PSEG, the New Jersey-based power company that took over from LIPA January 1, is acting very much like its predecessor when it comes to transparency and efficiency in relation to the cable project.
There was big talk when PSEG took over that they would quickly start reconstructing the pipeline running under the harbor from Crescent Beach to the North Fork that would house an electric cable replacing a dead power source. The project, you’ll remember, had to begin again because the hapless contractor LIPA had engaged, Bortech, botched things so badly they had to be sent packing in October.
This was after grand promises were made by LIPA and duly broadcast from Town Hall that the project would be completed by Memorial Day, the Fourth of July, and then for sure and certain, Labor Day. By Labor Day Bortech’s equipment was rusting on Crescent Beach and the work crews had vanished. Finally, mercifully, Bortech and its CEO, Robert Titanic — you can’t make this up — were gone.

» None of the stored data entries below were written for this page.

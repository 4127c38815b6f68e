//! `ccrelay hook`: turn a hook payload on stdin into a feed record.
//!
//! Runs inside the agent's pane. Payloads for other tmux sessions and hook
//! events the engine does not read are skipped silently.

use std::io::Read;

use anyhow::Context;
use ccrelay_feed::{FeedWriter, HookPayloadError, from_hook_payload};
use ccrelay_tmux::TmuxCommandRunner;
use chrono::{DateTime, Utc};
use serde_json::Value;

use crate::cli::Cli;
use crate::config::{build_executor, home_dir, state_paths};

pub fn run_hook(cli: &Cli) -> anyhow::Result<()> {
    let Ok(pane) = std::env::var("TMUX_PANE") else {
        return Ok(());
    };
    let mut raw = String::new();
    std::io::stdin()
        .read_to_string(&mut raw)
        .context("reading hook payload")?;
    let payload: Value = serde_json::from_str(&raw).context("hook payload is not JSON")?;

    let paths = state_paths(cli, &home_dir()?);
    let runner = build_executor(cli.tmux_socket.as_deref());
    let writer = FeedWriter::new(paths.feed_file());
    record_hook(&runner, &pane, &cli.tmux_session, &payload, &writer, Utc::now())?;
    Ok(())
}

/// Append a record for `payload` if the pane belongs to `session`.
/// Returns whether a record was written.
pub fn record_hook(
    runner: &dyn TmuxCommandRunner,
    pane: &str,
    session: &str,
    payload: &Value,
    writer: &FeedWriter,
    at: DateTime<Utc>,
) -> anyhow::Result<bool> {
    let out = runner
        .run(&[
            "display-message",
            "-p",
            "-t",
            pane,
            "#{session_name}\t#{window_id}\t#{window_name}",
        ])
        .with_context(|| format!("resolving pane {pane}"))?;
    let mut fields = out.trim_end_matches('\n').splitn(3, '\t');
    let (Some(pane_session), Some(window_id), name) = (fields.next(), fields.next(), fields.next())
    else {
        anyhow::bail!("unexpected display-message output: {out:?}");
    };
    if pane_session != session {
        return Ok(false);
    }

    let key = format!("{session}:{window_id}");
    let record = match from_hook_payload(payload, &key, name.unwrap_or_default(), at) {
        Ok(record) => record,
        Err(HookPayloadError::Unhandled(_)) => return Ok(false),
        Err(e) => return Err(e.into()),
    };
    writer
        .append(&record)
        .with_context(|| format!("appending to {}", writer.path().display()))?;
    Ok(true)
}

#[cfg(test)]
mod tests {
    use super::*;
    use ccrelay_feed::FeedRecord;
    use ccrelay_tmux::TmuxError;
    use serde_json::json;
    use std::sync::Mutex;
    use tempfile::TempDir;

    struct FakeRunner {
        output: &'static str,
        calls: Mutex<Vec<Vec<String>>>,
    }

    impl FakeRunner {
        fn new(output: &'static str) -> Self {
            Self {
                output,
                calls: Mutex::new(Vec::new()),
            }
        }
    }

    impl TmuxCommandRunner for FakeRunner {
        fn run(&self, args: &[&str]) -> Result<String, TmuxError> {
            self.calls
                .lock()
                .expect("lock")
                .push(args.iter().map(|a| a.to_string()).collect());
            Ok(self.output.to_string())
        }
    }

    fn feed_lines(writer: &FeedWriter) -> Vec<FeedRecord> {
        std::fs::read_to_string(writer.path())
            .unwrap_or_default()
            .lines()
            .map(|l| serde_json::from_str(l).expect("record"))
            .collect()
    }

    #[test]
    fn session_start_is_keyed_by_window() {
        let tmp = TempDir::new().expect("tempdir");
        let writer = FeedWriter::new(tmp.path().join("events.jsonl"));
        let runner = FakeRunner::new("ccrelay\t@4\tapi\n");
        let payload = json!({
            "hook_event_name": "SessionStart",
            "session_id": "abc-123",
            "cwd": "/work/api",
            "transcript_path": "/home/u/.claude/projects/-work-api/abc-123.jsonl",
        });

        let written = record_hook(&runner, "%7", "ccrelay", &payload, &writer, Utc::now())
            .expect("record");

        assert!(written);
        assert_eq!(runner.calls.lock().expect("lock")[0][3], "%7");
        let records = feed_lines(&writer);
        assert_eq!(records.len(), 1);
        assert_eq!(records[0].window_key, "ccrelay:@4");
        let start = records[0].session_start().expect("session start");
        assert_eq!(start.session_id, "abc-123");
        assert_eq!(start.window_name.as_deref(), Some("api"));
    }

    #[test]
    fn other_sessions_and_unknown_events_are_skipped() {
        let tmp = TempDir::new().expect("tempdir");
        let writer = FeedWriter::new(tmp.path().join("events.jsonl"));
        let stop = json!({"hook_event_name": "Stop", "session_id": "abc"});

        let foreign = FakeRunner::new("scratch\t@1\tmisc\n");
        assert!(!record_hook(&foreign, "%1", "ccrelay", &stop, &writer, Utc::now()).expect("ok"));

        let ours = FakeRunner::new("ccrelay\t@1\tmisc\n");
        let unknown = json!({"hook_event_name": "PreCompact", "session_id": "abc"});
        assert!(!record_hook(&ours, "%1", "ccrelay", &unknown, &writer, Utc::now()).expect("ok"));

        assert!(feed_lines(&writer).is_empty());
    }

    #[test]
    fn malformed_payload_is_an_error() {
        let tmp = TempDir::new().expect("tempdir");
        let writer = FeedWriter::new(tmp.path().join("events.jsonl"));
        let runner = FakeRunner::new("ccrelay\t@1\tmisc\n");
        let payload = json!({"hook_event_name": "Stop", "session_id": "../../etc"});
        assert!(record_hook(&runner, "%1", "ccrelay", &payload, &writer, Utc::now()).is_err());
    }
}
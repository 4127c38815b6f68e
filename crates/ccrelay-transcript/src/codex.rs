//! Codex CLI rollout transcripts.
//!
//! Lines are `{timestamp, type, payload}`. Conversation content lives in
//! `response_item` payloads; turn lifecycle in `event_msg`.

use std::path::{Path, PathBuf};

use ccrelay_core::{
    AgentEvent, EngineError, ProviderKind, RecoveryStrategy, ToolInvocation, ToolOutcome,
    TurnOutcome,
};
use serde_json::Value;

use crate::discovery::{
    ResumeCandidate, TranscriptRoots, codex_find_session, codex_sessions, into_candidates,
};
use crate::provider::{ProviderAdapter, parse_object, summarize_tool_input};

/// Context blocks Codex sends as user-role messages.
const INJECTED_PREFIXES: &[&str] = &[
    "<permissions",
    "<environment_context",
    "<user_instructions",
];

#[derive(Debug, Clone, Copy, Default)]
pub struct CodexAdapter;

impl ProviderAdapter for CodexAdapter {
    fn kind(&self) -> ProviderKind {
        ProviderKind::Codex
    }

    fn default_command(&self) -> &'static str {
        "codex"
    }

    fn strategy_args(&self, strategy: &RecoveryStrategy) -> Vec<String> {
        match strategy {
            RecoveryStrategy::Fresh => Vec::new(),
            RecoveryStrategy::Continue => vec!["resume".to_string(), "--last".to_string()],
            RecoveryStrategy::Resume { session_id } => {
                vec!["resume".to_string(), session_id.clone()]
            }
        }
    }

    fn parse_line(&self, line: &str) -> Result<Vec<AgentEvent>, EngineError> {
        let entry = parse_object(line, "codex transcript")?;
        let Some(payload) = entry.get("payload") else {
            return Ok(Vec::new());
        };
        let events = match entry.get("type").and_then(Value::as_str) {
            Some("response_item") => response_item(payload),
            Some("input_item") => input_item(payload),
            Some("event_msg") => event_msg(payload).into_iter().collect(),
            _ => Vec::new(),
        };
        Ok(events)
    }

    /// Rollout file names are date-stamped, so there is no derivable path.
    fn canonical_transcript_path(
        &self,
        _roots: &TranscriptRoots,
        _cwd: &Path,
        _session_id: &str,
    ) -> Option<PathBuf> {
        None
    }

    fn scan_for_session(&self, roots: &TranscriptRoots, session_id: &str) -> Option<PathBuf> {
        codex_find_session(&roots.codex_sessions, session_id)
    }

    fn resume_candidates(&self, roots: &TranscriptRoots, cwd: &Path) -> Vec<ResumeCandidate> {
        into_candidates(self, codex_sessions(&roots.codex_sessions, cwd))
    }
}

fn response_item(payload: &Value) -> Vec<AgentEvent> {
    match payload.get("type").and_then(Value::as_str) {
        Some("message") => message(payload),
        Some("function_call") | Some("custom_tool_call") => {
            let Some(call_id) = payload.get("call_id").and_then(Value::as_str) else {
                return Vec::new();
            };
            let name = payload
                .get("name")
                .and_then(Value::as_str)
                .unwrap_or("unknown");
            vec![AgentEvent::ToolInvocation(ToolInvocation {
                invocation_id: call_id.to_string(),
                name: name.to_string(),
                summary: call_arguments(payload),
            })]
        }
        Some("function_call_output") | Some("custom_tool_call_output") => {
            let Some(call_id) = payload.get("call_id").and_then(Value::as_str) else {
                return Vec::new();
            };
            let (text, is_error) = call_output(payload.get("output"));
            vec![AgentEvent::ToolOutcome(ToolOutcome {
                invocation_id: call_id.to_string(),
                tool_name: None,
                text,
                is_error,
            })]
        }
        Some("reasoning") => payload
            .get("summary")
            .and_then(Value::as_array)
            .map(|parts| {
                parts
                    .iter()
                    .filter_map(|p| p.get("text").and_then(Value::as_str))
                    .collect::<Vec<_>>()
                    .join("\n")
            })
            .filter(|t| !t.trim().is_empty())
            .map(|text| AgentEvent::AssistantMessage {
                text,
                thinking: true,
            })
            .into_iter()
            .collect(),
        _ => Vec::new(),
    }
}

fn message(payload: &Value) -> Vec<AgentEvent> {
    let role = payload.get("role").and_then(Value::as_str);
    let text = message_text(payload.get("content"));
    if text.trim().is_empty() {
        return Vec::new();
    }
    match role {
        Some("assistant") => vec![AgentEvent::AssistantMessage {
            text,
            thinking: false,
        }],
        Some("user") if !INJECTED_PREFIXES.iter().any(|p| text.trim_start().starts_with(p)) => {
            vec![AgentEvent::UserMessage { text }]
        }
        _ => Vec::new(),
    }
}

fn input_item(payload: &Value) -> Vec<AgentEvent> {
    if payload.get("role").and_then(Value::as_str) != Some("user") {
        return Vec::new();
    }
    let text = message_text(payload.get("content"));
    if text.trim().is_empty() {
        return Vec::new();
    }
    vec![AgentEvent::UserMessage { text }]
}

fn event_msg(payload: &Value) -> Option<AgentEvent> {
    let outcome = match payload.get("type").and_then(Value::as_str)? {
        "task_complete" => TurnOutcome::Completed,
        "turn_aborted" => TurnOutcome::Cancelled,
        _ => return None,
    };
    Some(AgentEvent::TurnEnd { outcome })
}

/// `input_text` / `output_text` blocks, or a plain string.
fn message_text(content: Option<&Value>) -> String {
    match content {
        Some(Value::String(s)) => s.clone(),
        Some(Value::Array(blocks)) => blocks
            .iter()
            .filter(|b| {
                matches!(
                    b.get("type").and_then(Value::as_str),
                    Some("input_text") | Some("output_text")
                )
            })
            .filter_map(|b| b.get("text").and_then(Value::as_str))
            .collect::<Vec<_>>()
            .join(""),
        _ => String::new(),
    }
}

/// `arguments` is JSON encoded as a string; `input` is free text.
fn call_arguments(payload: &Value) -> String {
    if let Some(raw) = payload.get("arguments").and_then(Value::as_str) {
        return match serde_json::from_str::<Value>(raw) {
            Ok(args) => summarize_tool_input(&args),
            Err(_) => summarize_tool_input(&Value::String(raw.to_string())),
        };
    }
    payload.get("input").map(summarize_tool_input).unwrap_or_default()
}

/// Output is either plain text or a JSON string with `output` and
/// `metadata.exit_code`.
fn call_output(output: Option<&Value>) -> (String, bool) {
    let Some(raw) = output.and_then(Value::as_str) else {
        return (String::new(), false);
    };
    match serde_json::from_str::<Value>(raw) {
        Ok(Value::Object(obj)) => {
            let text = obj
                .get("output")
                .and_then(Value::as_str)
                .unwrap_or(raw)
                .to_string();
            let exit_code = obj
                .get("metadata")
                .and_then(|m| m.get("exit_code"))
                .and_then(Value::as_i64);
            (text, exit_code.is_some_and(|c| c != 0))
        }
        _ => (raw.to_string(), false),
    }
}
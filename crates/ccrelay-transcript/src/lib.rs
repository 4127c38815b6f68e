//! ccrelay-transcript: transcript tailing for Claude, Codex and Gemini.
//!
//! Adapters normalise each backend's log into [`ccrelay_core::AgentEvent`]s.
//! Readers are chosen by capability: byte-offset tailing for append-only
//! JSONL, fingerprinted whole-file parsing for rewritten documents.

pub mod claude;
pub mod codex;
pub mod discovery;
pub mod gemini;
pub mod pairing;
pub mod provider;
pub mod reader;
pub mod tailer;

pub use discovery::{ResumeCandidate, TranscriptRoots, canonical_dir, encode_path};
pub use pairing::ToolPairing;
pub use provider::{
    DocumentParse, ProviderAdapter, adapter_for, detect_provider_from_command, validate_session_id,
};
pub use reader::{IncrementalReader, WholeFileReader};
pub use tailer::{TailBatch, TranscriptTailer};
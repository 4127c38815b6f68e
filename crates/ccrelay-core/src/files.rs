//! File helpers shared by the transcript reader, the event feed and state
//! persistence.

use std::fs::{self, File};
use std::io::{self, Read, Seek, SeekFrom, Write};
use std::path::Path;

use serde::Serialize;
use serde::de::DeserializeOwned;

use crate::error::EngineError;

// ─── Append-only line files ──────────────────────────────────────

/// Complete lines read past an offset.
#[derive(Debug, Clone, Default, PartialEq, Eq)]
pub struct LineBatch {
    pub lines: Vec<String>,
    /// Byte offset just past the last complete line.
    pub offset: u64,
    /// The stored offset was beyond EOF and reading restarted at 0.
    pub truncated: bool,
}

/// Read newline-terminated lines starting at `offset`.
///
/// An unterminated trailing line is left for the next call; the returned
/// offset never moves past it. Blank lines are consumed silently.
pub fn read_complete_lines(path: &Path, offset: u64) -> io::Result<LineBatch> {
    let mut file = File::open(path)?;
    let len = file.metadata()?.len();
    let (start, truncated) = if offset > len {
        (0, true)
    } else {
        (offset, false)
    };
    if start == len {
        return Ok(LineBatch {
            lines: Vec::new(),
            offset: start,
            truncated,
        });
    }

    file.seek(SeekFrom::Start(start))?;
    let mut buf = Vec::new();
    file.take(len - start).read_to_end(&mut buf)?;

    let Some(last_newline) = buf.iter().rposition(|&b| b == b'\n') else {
        return Ok(LineBatch {
            lines: Vec::new(),
            offset: start,
            truncated,
        });
    };
    let lines = buf[..last_newline]
        .split(|&b| b == b'\n')
        .map(|raw| raw.strip_suffix(b"\r").unwrap_or(raw))
        .filter(|raw| !raw.iter().all(u8::is_ascii_whitespace))
        .map(|raw| String::from_utf8_lossy(raw).into_owned())
        .collect();
    Ok(LineBatch {
        lines,
        offset: start + last_newline as u64 + 1,
        truncated,
    })
}

// ─── JSON state files ────────────────────────────────────────────

/// Write `value` as pretty JSON via a temp file in the same directory and a
/// rename, so readers never observe a partial file.
pub fn write_json_atomic<T: Serialize>(path: &Path, value: &T) -> Result<(), EngineError> {
    let context = || format!("persist {}", path.display());
    let dir = match path.parent() {
        Some(p) if !p.as_os_str().is_empty() => p,
        _ => Path::new("."),
    };
    fs::create_dir_all(dir).map_err(|e| EngineError::transient(context(), e))?;

    let json = serde_json::to_vec_pretty(value).map_err(|e| EngineError::transient(context(), e))?;
    let mut tmp =
        tempfile::NamedTempFile::new_in(dir).map_err(|e| EngineError::transient(context(), e))?;
    tmp.write_all(&json)
        .and_then(|()| tmp.write_all(b"\n"))
        .and_then(|()| tmp.as_file().sync_all())
        .map_err(|e| EngineError::transient(context(), e))?;
    tmp.persist(path)
        .map_err(|e| EngineError::transient(context(), e.error))?;
    Ok(())
}

/// Load a JSON state file. A missing file yields `T::default()`.
pub fn load_json<T: DeserializeOwned + Default>(path: &Path) -> Result<T, EngineError> {
    let content = match fs::read_to_string(path) {
        Ok(c) => c,
        Err(e) if e.kind() == io::ErrorKind::NotFound => return Ok(T::default()),
        Err(e) => return Err(EngineError::transient(format!("read {}", path.display()), e)),
    };
    serde_json::from_str(&content).map_err(|e| EngineError::CorruptRecord {
        location: path.display().to_string(),
        detail: e.to_string(),
    })
}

Cue PSEG, who came in and said they would begin work soon after the clock ticked to 2014. Questions were asked: Would construction crews really be working in January? No sweat, PSEG told town officials, we’ll provide shelter for the workers and anyway, these guys work in all weather.
Oops, check that. PSEG told Supervisor Jim Dougherty that no work would begin for several months. Mr. Dougherty said he wanted the project done by April 30.
This week we asked PSEG for a progress report. We were told, “it’s complicated,” one of the newer “it’s in the mail” bail outs when you don’t have a clue. There then followed boilerplate forged in the power company’s public relations department about the corporation working to do its very best for Shelter Island, or something.
Making matters worse, a PSEG spokesman said he couldn’t talk to us until he spoke to Mr. Dougherty, who was on vacation. That’s an especially hard one to figure out. Aren’t all of us ratepayers? Aren’t all of us entitled to answers about the electricity we’re paying for, especially projects that will ensure we have power in case of emergencies?